I watched the second in the dispatches series on children and maths. I was pleased to see much progress in the school, with many of the children improving considerably.

I do hope the head teacher, whom I regard as brave takes note that there not only is nothing wrong with his pupils, but there never was, only an issue with the teaching provided. When it improved so did the children's maths.

It seems to me that primary education is overlooked, yet by the end of primary school many of our children's futures are set. If we were to make the right investments in primary education however, secondary education would be much easier, the children would get more out of it and in fact, we could spend less on it if that was desirable.

Do not get the idea though that I am advocating spending more cash. I am not. Far from it. One thing that this Labour government have tested to destruction and proved to be entirely false is the idea that if you throw cash at it, it will improve. They have also tested to destruction, and proved sadly wrong, the idea that some gibbering idiot in Whitehall can teach a child 50 miles away by bothering their teachers with endless bits of instruction.

We need to find a better way. It starts with teaching the teachers, and frankly some of them need it.

Monday, February 15, 2010

Education! Education! Education! What chance have our children got?

What chance have our children got when the primary school teachers can't do maths?
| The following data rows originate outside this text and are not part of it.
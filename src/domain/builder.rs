//! Construction strategies for populating a [`Tree`] from external data.
//!
//! Every strategy funnels through [`Tree::add_value`] and [`Tree::add_child`],
//! so the container's options decide what happens to values that would close
//! a cycle. Nodes are inserted in depth-first pre-order. Traversal uses an
//! explicit stack, so deep hierarchies do not grow the call stack.

use tracing::{debug, instrument};

use crate::config::TreeOptions;
use crate::domain::arena::{NodeId, Tree};
use crate::domain::error::TreeResult;

impl<T: PartialEq> Tree<T> {
    /// Every value becomes its own root.
    pub fn from_values<I>(values: I, options: TreeOptions) -> Self
    where
        I: IntoIterator<Item = T>,
    {
        let mut tree = Self::with_options(options);
        tree.add_values(values);
        tree
    }

    /// Top-down construction: add each root, then ask `get_children` for the
    /// children of every created node. Each node is expanded exactly once.
    pub fn from_children_selector<I, F, C>(
        roots: I,
        get_children: F,
        options: TreeOptions,
    ) -> TreeResult<Self, T>
    where
        I: IntoIterator<Item = T>,
        F: FnMut(&T) -> C,
        C: IntoIterator<Item = T>,
    {
        let mut tree = Self::with_options(options);
        tree.fill_from_children(roots, get_children)?;
        Ok(tree)
    }

    /// Top-down construction without explicit roots: roots are the values
    /// that `get_children` never returns for any other value.
    pub fn from_values_with_children<I, F, C>(
        values: I,
        mut get_children: F,
        options: TreeOptions,
    ) -> TreeResult<Self, T>
    where
        I: IntoIterator<Item = T>,
        F: FnMut(&T) -> C,
        C: IntoIterator<Item = T>,
    {
        let values: Vec<T> = values.into_iter().collect();
        let child_lists: Vec<Vec<T>> = values
            .iter()
            .map(|v| get_children(v).into_iter().collect())
            .collect();
        let is_root: Vec<bool> = values
            .iter()
            .map(|v| !child_lists.iter().any(|children| children.contains(v)))
            .collect();

        let roots = values
            .into_iter()
            .zip(is_root)
            .filter_map(|(v, root)| root.then_some(v));
        Self::from_children_selector(roots, get_children, options)
    }

    /// Add `roots` as root nodes and expand them through `get_children`.
    ///
    /// Returns the indices of the created roots.
    #[instrument(level = "debug", skip_all)]
    pub fn fill_from_children<I, F, C>(
        &mut self,
        roots: I,
        mut get_children: F,
    ) -> TreeResult<Vec<NodeId>, T>
    where
        I: IntoIterator<Item = T>,
        F: FnMut(&T) -> C,
        C: IntoIterator<Item = T>,
    {
        let mut stack: Vec<(T, Option<NodeId>)> = roots.into_iter().map(|r| (r, None)).collect();
        stack.reverse();
        let mut created_roots = Vec::new();

        while let Some((value, parent)) = stack.pop() {
            let current_idx = match parent {
                None => {
                    let idx = self.add_value(value);
                    created_roots.push(idx);
                    idx
                }
                Some(parent_idx) => match self.add_child(parent_idx, value)? {
                    Some(idx) => idx,
                    // rejected: its subtree is never expanded
                    None => continue,
                },
            };

            if let Some(current) = self.value(current_idx) {
                let children: Vec<T> = get_children(current).into_iter().collect();
                stack.extend(children.into_iter().rev().map(|c| (c, Some(current_idx))));
            }
        }

        debug!(roots = created_roots.len(), nodes = self.len(), "filled from children selector");
        Ok(created_roots)
    }
}

impl<T: PartialEq + Clone> Tree<T> {
    /// Bottom-up construction from a flat list: values without parents are
    /// roots, the children of a node are the list entries whose
    /// `get_parents` result contains the node's value.
    ///
    /// Finding children scans the whole list for every node, O(n²). Prefer
    /// [`from_children_selector`](Self::from_children_selector) for large
    /// inputs.
    pub fn from_parent_selector<I, F, P>(
        values: I,
        get_parents: F,
        options: TreeOptions,
    ) -> TreeResult<Self, T>
    where
        I: IntoIterator<Item = T>,
        F: FnMut(&T) -> P,
        P: IntoIterator<Item = T>,
    {
        let mut tree = Self::with_options(options);
        tree.fill_from_parents(values, get_parents)?;
        Ok(tree)
    }

    /// Bottom-up fill into an existing tree. Returns the created roots.
    #[instrument(level = "debug", skip_all)]
    pub fn fill_from_parents<I, F, P>(
        &mut self,
        values: I,
        mut get_parents: F,
    ) -> TreeResult<Vec<NodeId>, T>
    where
        I: IntoIterator<Item = T>,
        F: FnMut(&T) -> P,
        P: IntoIterator<Item = T>,
    {
        let values: Vec<T> = values.into_iter().collect();
        let parent_lists: Vec<Vec<T>> = values
            .iter()
            .map(|v| get_parents(v).into_iter().collect())
            .collect();

        let mut stack: Vec<(usize, Option<NodeId>)> = (0..values.len())
            .rev()
            .filter(|&pos| parent_lists[pos].is_empty())
            .map(|pos| (pos, None))
            .collect();
        let mut created_roots = Vec::new();

        while let Some((pos, parent)) = stack.pop() {
            let value = values[pos].clone();
            let current_idx = match parent {
                None => {
                    let idx = self.add_value(value);
                    created_roots.push(idx);
                    idx
                }
                Some(parent_idx) => match self.add_child(parent_idx, value)? {
                    Some(idx) => idx,
                    None => continue,
                },
            };

            let current = &values[pos];
            let children: Vec<usize> = parent_lists
                .iter()
                .enumerate()
                .filter(|(_, parents)| parents.contains(current))
                .map(|(child_pos, _)| child_pos)
                .collect();
            stack.extend(children.into_iter().rev().map(|c| (c, Some(current_idx))));
        }

        debug!(roots = created_roots.len(), nodes = self.len(), "filled from parent selector");
        Ok(created_roots)
    }
}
I have just watched Dispatches on Channel 4, Kids Don't Count (Part 1 of 2), and did the test that they set 155 teachers here. Apparently only 1 out of 155 got what I would regard as the minimum mark required, 12 out of 12. Something like half got 50% or less.

Do we seriously expect children to get anywhere when the teachers can't do the maths?

Lets be clear here, a primary school teacher does not need to be maths geniuses, but they do need to be able to do the sort of questions their students are expected to do in their sleep. (The test above is aimed at primary school leavers).

The head teacher who allowed dispatches in was very brave, if useless at maths. Clearly we have a problem, and we need to test teachers on the basics and where they fail, they will need remedial training. If they still fail, they need replacing.

Ed Balls and Michael Gove were asked to take the test. Both declined. Pathetic. I took the test and got the 12 out of 12. That means I can do primary school maths. One would hope primary schools teachers could, and also that those who seek to run education could as well.